Instructions to follow:
Using the data below, return every line that holds the word "RightParen".

Records for the task:

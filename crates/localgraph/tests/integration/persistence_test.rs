//! Persistence integration tests
//!
//! Tests that a saved graph is reproduced by a fresh open, and that damaged
//! documents are reported instead of silently discarded.

use localgraph::{
    rel_types, FileBackend, GraphConfig, GraphError, GraphStore, PropertyMap, PropertyValue,
};
use std::collections::BTreeSet;
use std::fs;
use tempfile::TempDir;

fn build(store: &mut GraphStore) {
    let file = store
        .find_or_create_node(["File"], PropertyMap::new().with("path", "a.src").with("projectId", "p1"))
        .unwrap();
    for i in 0..20 {
        let func = store
            .find_or_create_node_with(
                ["Function", "Declaration"],
                PropertyMap::new().with("name", format!("fn_{i}")).with("projectId", "p1"),
                PropertyMap::new()
                    .with("line", i as i64)
                    .with("weight", 0.5 * i as f64)
                    .with("exported", i % 2 == 0)
                    .with("doc", PropertyValue::Null),
            )
            .unwrap();
        store
            .create_relationship(file.identity, func.identity, rel_types::CONTAINS, PropertyMap::new())
            .unwrap();
    }
}

#[test]
fn test_round_trip_reproduces_graph() {
    let temp_dir = TempDir::new().unwrap();

    let before = {
        let mut store = GraphStore::open(temp_dir.path()).unwrap();
        build(&mut store);
        store.save_state().unwrap();
        store.snapshot()
    };

    let store = GraphStore::open(temp_dir.path()).unwrap();
    let after = store.snapshot();

    let ids = |s: &localgraph::Snapshot| s.nodes.iter().map(|n| n.identity).collect::<BTreeSet<_>>();
    assert_eq!(ids(&before), ids(&after));
    assert_eq!(before, after);
    assert_eq!(store.relationship_count(), 20);

    // Integers stay integers after a round trip
    let func = store.find_nodes("Function", &PropertyMap::new().with("name", "fn_3"))[0];
    assert_eq!(func.properties.get("line"), Some(&PropertyValue::Int(3)));
    assert_eq!(func.properties.get("weight"), Some(&PropertyValue::Float(1.5)));
}

#[test]
fn test_nothing_written_before_save() {
    let temp_dir = TempDir::new().unwrap();
    {
        let mut store = GraphStore::open(temp_dir.path()).unwrap();
        build(&mut store);
    }

    let store = GraphStore::open(temp_dir.path()).unwrap();
    assert_eq!(store.node_count(), 0);
    assert!(!temp_dir.path().join("nodes.json").exists());
}

#[test]
fn test_document_layout() {
    let temp_dir = TempDir::new().unwrap();
    let mut store = GraphStore::open(temp_dir.path()).unwrap();
    build(&mut store);
    store.save_state().unwrap();

    let nodes: serde_json::Value =
        serde_json::from_str(&fs::read_to_string(temp_dir.path().join("nodes.json")).unwrap()).unwrap();
    let rels: serde_json::Value =
        serde_json::from_str(&fs::read_to_string(temp_dir.path().join("relationships.json")).unwrap())
            .unwrap();

    assert_eq!(nodes[0]["labels"], serde_json::json!(["File"]));
    assert_eq!(nodes[0]["properties"]["path"], "a.src");
    assert!(nodes[0]["identity"].is_u64());

    let rel = &rels[0];
    assert_eq!(rel["type"], "CONTAINS");
    assert!(rel["startNodeId"].is_u64());
    assert!(rel["endNodeId"].is_u64());

    // No temporary files left behind
    let entries: Vec<_> = fs::read_dir(temp_dir.path()).unwrap().collect();
    assert_eq!(entries.len(), 2);
}

#[test]
fn test_corrupt_document_fails_open() {
    let temp_dir = TempDir::new().unwrap();
    fs::write(temp_dir.path().join("nodes.json"), "[{\"identity\": 0, \"labels\": [").unwrap();

    let result = GraphStore::open(temp_dir.path());
    assert!(matches!(result, Err(GraphError::Io { .. })));
}

#[test]
fn test_dangling_endpoint_in_document_fails_open() {
    let temp_dir = TempDir::new().unwrap();
    fs::write(
        temp_dir.path().join("nodes.json"),
        r#"[{"identity": 0, "labels": ["File"], "properties": {}}]"#,
    )
    .unwrap();
    fs::write(
        temp_dir.path().join("relationships.json"),
        r#"[{"identity": 0, "type": "CONTAINS", "startNodeId": 0, "endNodeId": 9, "properties": {}}]"#,
    )
    .unwrap();

    assert!(matches!(
        GraphStore::open(temp_dir.path()),
        Err(GraphError::Io { .. })
    ));
}

#[test]
fn test_identities_resume_after_reopen() {
    let temp_dir = TempDir::new().unwrap();
    let max_before = {
        let mut store = GraphStore::open(temp_dir.path()).unwrap();
        build(&mut store);
        store.save_state().unwrap();
        store.nodes().iter().map(|n| n.identity).max().unwrap()
    };

    let mut store = GraphStore::open(temp_dir.path()).unwrap();
    let fresh = store.create_node(["Call"], PropertyMap::new()).unwrap();
    assert!(fresh.identity > max_before);
}

#[test]
fn test_custom_document_names() {
    let temp_dir = TempDir::new().unwrap();
    let config = GraphConfig {
        nodes_file: "n.json".to_string(),
        relationships_file: "r.json".to_string(),
        ..GraphConfig::at(temp_dir.path().join("graph"))
    };

    let mut store = GraphStore::from_config(&config).unwrap();
    build(&mut store);
    store.save_state().unwrap();

    let backend = FileBackend::open_with_names(&config.data_dir, "n.json", "r.json").unwrap();
    assert!(backend.nodes_path().exists());
    assert!(backend.relationships_path().exists());
    assert_eq!(GraphStore::from_config(&config).unwrap().node_count(), 21);
}

#[test]
fn test_float_extremes_survive_round_trip() {
    let temp_dir = TempDir::new().unwrap();
    {
        let mut store = GraphStore::open(temp_dir.path()).unwrap();
        store
            .create_node(
                ["Metric"],
                PropertyMap::new().with("big", f64::MAX).with("tiny", f64::MIN_POSITIVE),
            )
            .unwrap();
        // Non-finite values never get in, so nothing can come back as null
        assert!(store
            .create_node(["Metric"], PropertyMap::new().with("w", f64::INFINITY))
            .is_err());
        store.save_state().unwrap();
    }

    let store = GraphStore::open(temp_dir.path()).unwrap();
    let metric = store.find_nodes("Metric", &PropertyMap::new())[0];
    assert_eq!(metric.properties.get("big"), Some(&PropertyValue::Float(f64::MAX)));
    assert_eq!(metric.properties.get_float("tiny"), Some(f64::MIN_POSITIVE));
    assert_eq!(store.node_count(), 1);
}
//! Tokenizer for the supported query subset.

use crate::error::{GraphError, Result};
use std::iter::Peekable;
use std::str::CharIndices;

#[derive(Debug, Clone, PartialEq)]
pub(crate) enum TokenKind {
    // Identifiers and keywords (keywords are matched case-insensitively by the parser)
    Ident(String),
    Param(String),

    // Literals
    Str(String),
    Int(i64),
    Float(f64),

    // Symbols
    LeftParen,
    RightParen,
    LeftBracket,
    RightBracket,
    LeftBrace,
    RightBrace,
    Colon,
    Comma,
    Dot,
    Pipe,
    Semicolon,
    Star,
    Equals,

    // Relationships
    Dash,
    RightArrow,
    LeftArrow,

    // Anything else the grammar has no use for (comparison operators, ...)
    Other(String),
    Eof,
}

impl TokenKind {
    /// Text used when naming this token in an error message.
    pub(crate) fn describe(&self) -> String {
        match self {
            TokenKind::Ident(s) => s.clone(),
            TokenKind::Param(p) => format!("${p}"),
            TokenKind::Str(s) => format!("'{s}'"),
            TokenKind::Int(i) => i.to_string(),
            TokenKind::Float(f) => f.to_string(),
            TokenKind::LeftParen => "(".to_string(),
            TokenKind::RightParen => ")".to_string(),
            TokenKind::LeftBracket => "[".to_string(),
            TokenKind::RightBracket => "]".to_string(),
            TokenKind::LeftBrace => "{".to_string(),
            TokenKind::RightBrace => "}".to_string(),
            TokenKind::Colon => ":".to_string(),
            TokenKind::Comma => ",".to_string(),
            TokenKind::Dot => ".".to_string(),
            TokenKind::Pipe => "|".to_string(),
            TokenKind::Semicolon => ";".to_string(),
            TokenKind::Star => "*".to_string(),
            TokenKind::Equals => "=".to_string(),
            TokenKind::Dash => "-".to_string(),
            TokenKind::RightArrow => "->".to_string(),
            TokenKind::LeftArrow => "<-".to_string(),
            TokenKind::Other(s) => s.clone(),
            TokenKind::Eof => "end of query".to_string(),
        }
    }
}

#[derive(Debug, Clone, PartialEq)]
pub(crate) struct Token {
    pub kind: TokenKind,
    /// Byte offset into the query text
    pub offset: usize,
}

pub(crate) struct Lexer<'a> {
    chars: Peekable<CharIndices<'a>>,
    len: usize,
}

impl<'a> Lexer<'a> {
    pub(crate) fn new(input: &'a str) -> Self {
        Self {
            chars: input.char_indices().peekable(),
            len: input.len(),
        }
    }

    pub(crate) fn tokenize(mut self) -> Result<Vec<Token>> {
        let mut tokens = Vec::new();
        while let Some(token) = self.next_token()? {
            tokens.push(token);
        }
        tokens.push(Token {
            kind: TokenKind::Eof,
            offset: self.len,
        });
        Ok(tokens)
    }

    fn next_token(&mut self) -> Result<Option<Token>> {
        self.skip_whitespace();

        let Some((offset, c)) = self.chars.next() else {
            return Ok(None);
        };

        let kind = match c {
            '\'' | '"' => self.read_string(c, offset)?,
            '$' => {
                let name = self.read_word();
                if name.is_empty() {
                    return Err(GraphError::query_syntax(format!(
                        "parameter name expected at offset {offset}"
                    )));
                }
                TokenKind::Param(name)
            }
            '`' => self.read_quoted_identifier(offset)?,
            c if c.is_ascii_digit() => self.read_number(c, offset)?,
            c if c.is_alphabetic() || c == '_' => {
                let mut word = c.to_string();
                word.push_str(&self.read_word());
                TokenKind::Ident(word)
            }
            '(' => TokenKind::LeftParen,
            ')' => TokenKind::RightParen,
            '[' => TokenKind::LeftBracket,
            ']' => TokenKind::RightBracket,
            '{' => TokenKind::LeftBrace,
            '}' => TokenKind::RightBrace,
            ':' => TokenKind::Colon,
            ',' => TokenKind::Comma,
            '.' => TokenKind::Dot,
            '|' => TokenKind::Pipe,
            ';' => TokenKind::Semicolon,
            '*' => TokenKind::Star,
            '=' => TokenKind::Equals,
            '-' => {
                if self.eat('>') {
                    TokenKind::RightArrow
                } else {
                    TokenKind::Dash
                }
            }
            '<' => {
                if self.eat('-') {
                    TokenKind::LeftArrow
                } else if self.eat('=') {
                    TokenKind::Other("<=".to_string())
                } else if self.eat('>') {
                    TokenKind::Other("<>".to_string())
                } else {
                    TokenKind::Other("<".to_string())
                }
            }
            '>' => {
                if self.eat('=') {
                    TokenKind::Other(">=".to_string())
                } else {
                    TokenKind::Other(">".to_string())
                }
            }
            other => TokenKind::Other(other.to_string()),
        };

        Ok(Some(Token { kind, offset }))
    }

    fn eat(&mut self, expected: char) -> bool {
        if matches!(self.chars.peek(), Some(&(_, c)) if c == expected) {
            self.chars.next();
            true
        } else {
            false
        }
    }

    fn skip_whitespace(&mut self) {
        while matches!(self.chars.peek(), Some(&(_, c)) if c.is_whitespace()) {
            self.chars.next();
        }
    }

    fn read_word(&mut self) -> String {
        let mut word = String::new();
        while let Some(&(_, c)) = self.chars.peek() {
            if c.is_alphanumeric() || c == '_' {
                word.push(c);
                self.chars.next();
            } else {
                break;
            }
        }
        word
    }

    fn read_quoted_identifier(&mut self, offset: usize) -> Result<TokenKind> {
        let mut name = String::new();
        for (_, c) in self.chars.by_ref() {
            if c == '`' {
                return Ok(TokenKind::Ident(name));
            }
            name.push(c);
        }
        Err(GraphError::query_syntax(format!(
            "unterminated quoted identifier at offset {offset}"
        )))
    }

    fn read_string(&mut self, quote: char, offset: usize) -> Result<TokenKind> {
        let mut value = String::new();
        while let Some((_, c)) = self.chars.next() {
            match c {
                c if c == quote => return Ok(TokenKind::Str(value)),
                '\\' => match self.chars.next() {
                    Some((_, 'n')) => value.push('\n'),
                    Some((_, 't')) => value.push('\t'),
                    Some((_, escaped)) => value.push(escaped),
                    None => break,
                },
                c => value.push(c),
            }
        }
        Err(GraphError::query_syntax(format!(
            "unterminated string literal at offset {offset}"
        )))
    }

    fn read_number(&mut self, first: char, offset: usize) -> Result<TokenKind> {
        let mut text = first.to_string();
        let mut is_float = false;
        while let Some(&(_, c)) = self.chars.peek() {
            if c.is_ascii_digit() {
                text.push(c);
                self.chars.next();
            } else if c == '.' && !is_float {
                is_float = true;
                text.push(c);
                self.chars.next();
            } else {
                break;
            }
        }

        let invalid = || GraphError::query_syntax(format!("invalid number '{text}' at offset {offset}"));
        if is_float {
            text.parse::<f64>().map(TokenKind::Float).map_err(|_| invalid())
        } else {
            text.parse::<i64>().map(TokenKind::Int).map_err(|_| invalid())
        }
    }
}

Written solution:
    RightParen,
            TokenKind::RightParen => ")".to_string(),
            ')' => TokenKind::RightParen,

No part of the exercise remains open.